See if you can follow me on this: My local New Bedford Standard-Times is owned by GateHouse Media (formerly Liberty Group Publishing), which after bankruptcy was reorganized under New Media Investment Group, Inc., which is owned by private equity giant Fortress Investment Group LLC with $70.2 billion in assets. The Standard-Times has lost several key reporters recently, including Kathleen McKiernan to the Boston Herald, Auditi Guha to Rewire News, and Mike Lawrence and Sandy Bowles to public relations jobs. That’s on top of several other recent editor layoffs.
It’s part of a long trend shrinkage at the hands of its Wall Street owners, and that’s not a metaphor – the newspaper has physically gotten smaller and much of the newspaper building is now leased to a bank. I can’t even tell you how bad it’s gotten because they stopped listing the reporters on the website:
OK, I can tell you: It’s bad.
You’d think with all those cutbacks that the newspaper business wasn’t profitable. You’d be wrong:
Kirk Davis, New Media’s 54-year-old chief operating officer, reported total compensation of $2.1 million in 2015, which included $500,000 in base pay, a $600,000 bonus and $1 million in stock awards, according to a recent regulatory filing. Davis is the only executive in New Media that reported total pay in the company’s annual proxy statement.

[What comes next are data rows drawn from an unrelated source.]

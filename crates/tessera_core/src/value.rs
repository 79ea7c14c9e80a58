use chrono::NaiveDateTime;
use serde::{Deserialize, Serialize};

/// SQL value bound to a statement or read back from a backend.
///
/// Custom enum instead of `serde_json::Value` so that shard-key coercion,
/// literal rendering, and driver binding stay type-aware. `UInt` exists
/// because shard keys accept the full integer family, including values
/// above `i64::MAX` range checks done at coercion time.
#[derive(Debug, Clone, PartialEq, Serialize, Deserialize)]
pub enum Value {
    Null,
    Bool(bool),
    Int(i64),
    UInt(u64),
    Float(f64),
    Text(String),
    Bytes(Vec<u8>),
    DateTime(NaiveDateTime),
}

impl Value {
    pub fn is_null(&self) -> bool {
        matches!(self, Value::Null)
    }

    /// Coerce to a shard-key identifier. Accepts the signed and unsigned
    /// integer variants; everything else is not a routable key.
    pub fn as_shard_key(&self) -> Option<i64> {
        match self {
            Value::Int(i) => Some(*i),
            Value::UInt(u) => i64::try_from(*u).ok(),
            _ => None,
        }
    }

    /// Render as a SQL literal for inlining into a statement.
    ///
    /// Integers render as decimal, booleans as `1`/`0`, strings as
    /// single-quoted literals with `''` escaping, timestamps as
    /// `YYYY-MM-DD HH:MM:SS`, NULL as `null`.
    pub fn to_literal(&self) -> String {
        match self {
            Value::Null => "null".to_string(),
            Value::Bool(b) => if *b { "1" } else { "0" }.to_string(),
            Value::Int(i) => i.to_string(),
            Value::UInt(u) => u.to_string(),
            Value::Float(f) => f.to_string(),
            Value::Text(s) => format!("'{}'", escape_string(s)),
            Value::Bytes(b) => format!("'{}'", escape_string(&String::from_utf8_lossy(b))),
            Value::DateTime(dt) => format!("'{}'", dt.format("%Y-%m-%d %H:%M:%S")),
        }
    }
}

/// Escape a string for a single-quoted SQL literal.
pub fn escape_string(s: &str) -> String {
    s.replace('\'', "''")
}

impl std::fmt::Display for Value {
    fn fmt(&self, f: &mut std::fmt::Formatter<'_>) -> std::fmt::Result {
        match self {
            Value::Null => write!(f, "NULL"),
            Value::Bool(b) => write!(f, "{}", b),
            Value::Int(i) => write!(f, "{}", i),
            Value::UInt(u) => write!(f, "{}", u),
            Value::Float(v) => write!(f, "{}", v),
            Value::Text(s) => write!(f, "{}", s),
            Value::Bytes(b) => write!(f, "<{} bytes>", b.len()),
            Value::DateTime(dt) => write!(f, "{}", dt.format("%Y-%m-%d %H:%M:%S")),
        }
    }
}

impl From<i64> for Value {
    fn from(v: i64) -> Self {
        Value::Int(v)
    }
}

impl From<i32> for Value {
    fn from(v: i32) -> Self {
        Value::Int(v as i64)
    }
}

impl From<u64> for Value {
    fn from(v: u64) -> Self {
        Value::UInt(v)
    }
}

impl From<u32> for Value {
    fn from(v: u32) -> Self {
        Value::UInt(v as u64)
    }
}

impl From<bool> for Value {
    fn from(v: bool) -> Self {
        Value::Bool(v)
    }
}

impl From<f64> for Value {
    fn from(v: f64) -> Self {
        Value::Float(v)
    }
}

impl From<&str> for Value {
    fn from(v: &str) -> Self {
        Value::Text(v.to_string())
    }
}

impl From<String> for Value {
    fn from(v: String) -> Self {
        Value::Text(v)
    }
}

impl From<NaiveDateTime> for Value {
    fn from(v: NaiveDateTime) -> Self {
        Value::DateTime(v)
    }
}

impl<T: Into<Value>> From<Option<T>> for Value {
    fn from(v: Option<T>) -> Self {
        match v {
            Some(inner) => inner.into(),
            None => Value::Null,
        }
    }
}
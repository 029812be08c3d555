use thiserror::Error;

/// Errors from the page-fetch transport.
#[derive(Debug, Error)]
pub enum FetchError {
    #[error("HTTP error: {0}")]
    Http(#[from] reqwest::Error),

    #[error("unexpected HTTP status {status} from {url}")]
    UnexpectedStatus { status: u16, url: String },

    #[error("invalid URL \"{url}\": {reason}")]
    InvalidUrl { url: String, reason: String },
}

/// Errors that abort a whole price-resolution run.
///
/// Scraping failures never appear here; they are folded into the outcome.
#[derive(Debug, Error)]
pub enum PipelineError {
    #[error("recognition service error: {0}")]
    Recognition(String),
}
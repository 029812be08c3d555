//! Price extraction from retailer product-page markup.
//!
//! Retailer templates drift, so instead of one exact selector per domain the
//! extractor walks a redundant, ordered list of class identifiers and takes
//! the first one that matches anything on the page.

use std::sync::LazyLock;

use pricelens_core::{RetailerCatalog, PRICE_ERROR_PREFIX};
use scraper::{ElementRef, Html, Selector};

use crate::fetch::PageFetcher;
use crate::normalize::normalize_price;

static CLASSED_ELEMENTS: LazyLock<Selector> =
    LazyLock::new(|| Selector::parse("[class]").expect("valid class selector"));

/// One class identifier such as `"a-price-whole"` or `"_30jeq3 _16Jk6d"`.
///
/// An element matches when its `class` attribute carries every token of the
/// identifier, in any order and alongside any other classes. Templates that
/// reorder or add utility classes still match.
#[derive(Debug, Clone, PartialEq, Eq)]
struct ClassPattern {
    tokens: Vec<String>,
}

impl ClassPattern {
    fn parse(identifier: &str) -> Option<Self> {
        let tokens: Vec<String> = identifier
            .split_ascii_whitespace()
            .map(str::to_owned)
            .collect();
        (!tokens.is_empty()).then_some(Self { tokens })
    }

    fn matches(&self, element: &ElementRef<'_>) -> bool {
        let value = element.value();
        self.tokens
            .iter()
            .all(|token| value.classes().any(|class| class == token))
    }
}

/// Finds the first price-bearing element in a page, in pattern priority order.
#[derive(Debug, Clone)]
pub struct MarkupPriceExtractor {
    patterns: Vec<ClassPattern>,
}

impl MarkupPriceExtractor {
    /// Builds an extractor from identifiers listed highest priority first.
    /// Blank identifiers are ignored.
    pub fn new<I, S>(identifiers: I) -> Self
    where
        I: IntoIterator<Item = S>,
        S: AsRef<str>,
    {
        let patterns = identifiers
            .into_iter()
            .filter_map(|id| ClassPattern::parse(id.as_ref()))
            .collect();
        Self { patterns }
    }

    #[must_use]
    pub fn from_catalog(catalog: &RetailerCatalog) -> Self {
        Self::new(catalog.markup_patterns())
    }

    /// Returns the trimmed text of the first element matching the
    /// highest-priority pattern that matches anything, or `None`.
    ///
    /// Pattern order wins over document order: a later element matching the
    /// first pattern beats an earlier element matching the second. The first
    /// match is final even when its text is empty, which normalizes to `"N/A"`.
    #[must_use]
    pub fn extract(&self, html: &str) -> Option<String> {
        let document = Html::parse_document(html);
        let classed: Vec<ElementRef<'_>> = document.select(&CLASSED_ELEMENTS).collect();

        self.patterns.iter().find_map(|pattern| {
            classed
                .iter()
                .find(|el| pattern.matches(el))
                .map(|el| el.text().collect::<String>().trim().to_owned())
        })
    }
}

/// Fetches `url` and resolves it to a display price.
///
/// Never fails: a fetch error becomes `"Error: <message>"` and a page with no
/// recognizable markup becomes `"N/A"`.
pub async fn scrape_price<F: PageFetcher>(
    fetcher: &F,
    extractor: &MarkupPriceExtractor,
    url: &str,
) -> String {
    match fetcher.fetch(url).await {
        Ok(html) => {
            let raw = extractor.extract(&html);
            tracing::debug!(url, raw = raw.as_deref(), "extracted price text");
            normalize_price(raw.as_deref())
        }
        Err(e) => {
            tracing::warn!(url, error = %e, "page fetch failed");
            format!("{PRICE_ERROR_PREFIX}{e}")
        }
    }
}

#[cfg(test)]
#[path = "extract_test.rs"]
mod tests;
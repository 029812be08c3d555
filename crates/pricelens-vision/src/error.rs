use thiserror::Error;

/// Errors returned by the Cloud Vision client.
///
/// A per-image error reported inside a successful response is not a
/// `VisionError`; it is carried on the `RecognitionResult` instead.
#[derive(Debug, Error)]
pub enum VisionError {
    /// Network or TLS failure from the underlying HTTP client.
    #[error("HTTP error: {0}")]
    Http(#[from] reqwest::Error),

    /// The API rejected the request as a whole (bad key, quota, malformed body).
    #[error("Vision API error (HTTP {status}): {message}")]
    Api { status: u16, message: String },

    /// The response body could not be deserialized into the expected type.
    #[error("JSON deserialization error for {context}: {source}")]
    Deserialize {
        context: String,
        #[source]
        source: serde_json::Error,
    },

    /// The API answered 200 but returned no per-image response.
    #[error("Vision API returned no response for the image")]
    EmptyResponse,

    #[error("invalid Vision endpoint '{url}': {reason}")]
    InvalidEndpoint { url: String, reason: String },
}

In 2014, Davis earned a little more than $917,000 in total pay, including a $400,000 bonus.
New Media said in the filing that the firm gave Davis the bonus because of New Media’s strong financial performance in 2015.
The company, one of the largest publishers in the country with 490 publications across 31 states, reported $1.2 billion in revenue and $67.6 million in profit last year — compared with $652 million in revenue and a loss of $3.2 million in 2014.
Meanwhile, the company keeps buying more newspapers. And in fact the company is hiring … but not reporters or editors. Instead, they’re loading up on digital ad sales reps to sell ads on their glorious new website, which auto-plays random news videos whether you want it to or not.
To recap: Wall Street investors think hiring reporters to keep its $5/week subscribers happy is bad business, but hiring digital ad sales reps to sell ads at $0.01/visitor is good business. I don’t need to turn the page to A5 to know how this story ends.
Oh, and at the end of that article is this nugget:
Earlier this year the company was in the news when it sold the Las Vegas Review Journal for a hefty profit to casino magnate Sheldon Adelson, after only recently acquiring the property themselves. The now Adelson-owned Review Journal endorsed Donald Trump on October 22, the largest newspaper in the US to do so.
I’ve shifted my Standard-Times subscription to Sunday-only and am now getting the Boston Globe four days a week. The Globe’s ownership is no less profit-driven, but at least I get an actual newspaper for my money.
petr says
… When nearly every newspaper in the country endorsed Hillary Clinton and, indeed, some actually broke longstanding journalistic norms to pointedly label Donald Trump a liar, and still Trump won… That’s a bigger problem.
SomervilleTom says
I canceled my subscription to the Boston Globe years ago when I determined that I could no longer distinguish it from the “scorecards” sold near Fenway Park prior to every home game.
It was a front-page story on the Boston Globe about — wait for it — the number of dents in the green monster that was the last straw.
I agree with your premise. The Boston Globe fails to meet my criteria for being “an actual newspaper”.
Peter Porcupine says
In fact, every newspaper in Barnstable County is owned by Gatehouse except for the tiny Harwich Chronicle. And the homoginization of message is increasing throughout the empire.
jconway says
I look forward to reading it in the Trump era when sane conservative voices are needed as a bulwark.